I don't own a dog, but several of my friends do, and they always bring them along. Never been a problem

From little dogs 


To bigger dogs.




Shorts to all days rides like those in the photos above. The dogs have a great time


----------



## Dustbunny (Oct 22, 2012)

Painted Horse...it took me a bit to find the small dog in the first photo. My eyes must be going... Great photos as usual!

I love having a dog along. Haven't had a trail dog in a few years and I miss it.


----------



## jamesqf (Oct 5, 2009)

Dustbunny said:


> Painted Horse...it took me a bit to find the small dog in the first photo. My eyes must be going...


Not just yours. I think it must be a MilSpec stealth dog


----------



## Roux (Aug 23, 2013)

I think it really depends on the dog.

I love to take dogs when they are good trail dogs but when they aren't it is waaaay more trouble then it is worth. 

I have had dogs that have been great trail dogs but my current dog is a real pain. He won't stay out of the what of the horses and he barks at horses that don't stay in line. He is a border collie from working stock so I think its mostly is instinct so I can't blame him too much I just leave him home. 

One of the best trail dogs I know is a shih tzu believe it or not, that little guy could go and go and go!


----------



## Allison Finch (Oct 21, 2009)

When I went riding in Canyon de Chelley, one of the riders had his dog along. When the dog got tired, he would ride behind his owner.





He was such a cool, well behaved dog, too.


----------



## Customcanines (Jun 17, 2012)

Yep, always take mine
She does know "come", "leave it" and "stay" very well


----------



## Painted Horse (Dec 29, 2006)

The lady that owned that little stealth dog, drove me crazy worrying about the dog all day. About 3/4 of the way through the ride, She scoupped it up and stuffed it in a doggy carry pack tied on the back of her horse.
'


----------



## waresbear (Jun 18, 2011)

My dogs would have heart attacks if they were not allowed to come along when I left the yard with the horse.


----------



## Indiana2 (Mar 30, 2014)

I would like to take mine but they're just so crazy,...they'd LOVE it but I'm afraid I would be concentrating on them and not the ride. However once they got tired....I must try it one time and see how it goes


----------



## Atomicodyssey (Apr 13, 2014)

Thanks everyone, this is all good info to know! Unfortunately I think I'll have a hard enough time finding someone to go along on trails with me period, let alone ones with trail experienced dogs. Mine has never been but she is good around horses, however on normal off leash walks she likes to dawdle around and wait til we are so far away then come flying!
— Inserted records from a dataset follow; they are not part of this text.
use color_eyre::Result;
use tracing::error;

pub fn init() -> Result<()> {
    let (panic_hook, eyre_hook) = color_eyre::config::HookBuilder::default()
        .panic_section(format!(
            "This is a bug in {}. Consider reporting it.",
            env!("CARGO_PKG_NAME")
        ))
        .capture_span_trace_by_default(false)
        .display_location_section(false)
        .display_env_section(false)
        .into_hooks();
    eyre_hook.install()?;
    std::panic::set_hook(Box::new(move |panic_info| {
        #[cfg(not(debug_assertions))]
        {
            use human_panic::{handle_dump, metadata, print_msg};
            let metadata = metadata!();
            let file_path = handle_dump(&metadata, panic_info);
            // prints human-panic message
            let _ = print_msg(file_path, &metadata);
            eprintln!("{}", panic_hook.panic_report(panic_info)); // prints color-eyre stack trace to stderr
        }
        let msg = format!("{}", panic_hook.panic_report(panic_info));
        error!("Error: {}", strip_ansi_escapes::strip_str(msg));

        #[cfg(debug_assertions)]
        {
            // Better Panic stacktrace that is only enabled when debugging.
            better_panic::Settings::auto()
                .most_recent_first(false)
                .lineno_suffix(true)
                .verbosity(better_panic::Verbosity::Full)
                .create_panic_handler()(panic_info);
        }

        std::process::exit(libc::EXIT_FAILURE);
    }));
    Ok(())
}
use std::collections::HashMap;

use aws_config::{meta::region::RegionProviderChain, BehaviorVersion, Region};
use aws_sdk_dynamodb::{types::AttributeValue as SdkAttributeValue, Client};
use tracing::{debug, info};

use crate::attribute::{item_from_sdk, Item};
use crate::convert::convert_to_json;
use crate::error::{Error, Result};

pub const DEFAULT_REGION: &str = "us-east-1";

pub const DEFAULT_PAGE_SIZE: i32 = 100;

/// Build a client, preferring `region` over the environment's default chain.
pub async fn client(region: Option<String>) -> Client {
    let region_provider = RegionProviderChain::first_try(region.map(Region::new))
        .or_default_provider()
        .or_else(DEFAULT_REGION);
    let config = aws_config::defaults(BehaviorVersion::v2024_03_28())
        .region(region_provider)
        .load()
        .await;

    Client::new(&config)
}

/// Scan `table` to the end, following `LastEvaluatedKey` between pages.
pub async fn scan_items(client: &Client, table: &str, page_size: i32) -> Result<Vec<Item>> {
    let mut last_evaluated_key: Option<HashMap<String, SdkAttributeValue>> = None;
    let mut items = Vec::new();
    let mut pages = 0usize;

    loop {
        let response = client
            .scan()
            .table_name(table)
            .limit(page_size)
            .set_exclusive_start_key(last_evaluated_key.take())
            .send()
            .await
            .map_err(|err| Error::from(aws_sdk_dynamodb::Error::from(err)))?;

        pages += 1;
        if let Some(page) = response.items {
            debug!(table, page = pages, count = page.len(), "scanned page");
            items.extend(page.into_iter().map(item_from_sdk));
        }

        last_evaluated_key = response.last_evaluated_key;
        if last_evaluated_key.is_none() {
            break;
        }
    }

    info!(table, pages, items = items.len(), "finished scan");

    Ok(items)
}

/// Scan `table` and convert every item to JSON.
pub async fn scan_to_json(client: &Client, table: &str, page_size: i32) -> Result<Vec<Vec<u8>>> {
    scan_items(client, table, page_size)
        .await?
        .iter()
        .map(convert_to_json)
        .collect()
}
use std::fmt;

#[derive(Debug, Clone, Copy, PartialEq, Eq)]
enum Segment<'a> {
    Key(&'a str),
    Index(usize),
}

/// Location of a value inside a nested attribute tree.
///
/// Segments borrow the keys of the tree being walked and are only joined
/// into a dotted string when the path is displayed.
#[derive(Debug, Clone, Default, PartialEq, Eq)]
pub struct FieldPath<'a> {
    segments: Vec<Segment<'a>>,
}

impl<'a> FieldPath<'a> {
    pub fn new() -> Self {
        Self::default()
    }

    pub fn push_key(&mut self, key: &'a str) {
        self.segments.push(Segment::Key(key));
    }

    pub fn push_index(&mut self, index: usize) {
        self.segments.push(Segment::Index(index));
    }

    pub fn pop(&mut self) {
        self.segments.pop();
    }
}

impl fmt::Display for FieldPath<'_> {
    fn fmt(&self, f: &mut fmt::Formatter<'_>) -> fmt::Result {
        if self.segments.is_empty() {
            return f.write_str("(root)");
        }

        for (i, segment) in self.segments.iter().enumerate() {
            if i > 0 {
                f.write_str(".")?;
            }
            match segment {
                Segment::Key(key) if is_ambiguous(key) => write!(f, "{key:?}")?,
                Segment::Key(key) => f.write_str(key)?,
                Segment::Index(index) => write!(f, "{index}")?,
            }
        }

        Ok(())
    }
}

/// Keys that would read as a separator or a list index are quoted.
fn is_ambiguous(key: &str) -> bool {
    key.is_empty() || key.contains('.') || key.bytes().all(|b| b.is_ascii_digit())
}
Hopefully she won't do that with the horses. I think I would start just riding around the barn with her and go from there seeing how she is. Of course being in Florida it's already getting too hot for her so I will have to wait til it gets cool again. She's a 50 lbs dog so she better suck it up because I don't see her comin up with me lol!


----------



## smrobs (Jul 30, 2008)

If your horse is rope broke (if not, don't try this as it could easily get you bucked off), then you could put the dog on a long rope and take it along for the ride. That way, it couldn't dawdle too far behind or run away from you. That's how we sometimes handle our young dogs, especially if they show a tendency to run off after rabbits/cows/birds/etc as soon as there isn't a human standing nearby.

Anyway, after the initial training is done and you know she'll come to your call as soon as you call, then there's no reason to not take her.

We often take anywhere from 3 to 8 dogs with us at a time.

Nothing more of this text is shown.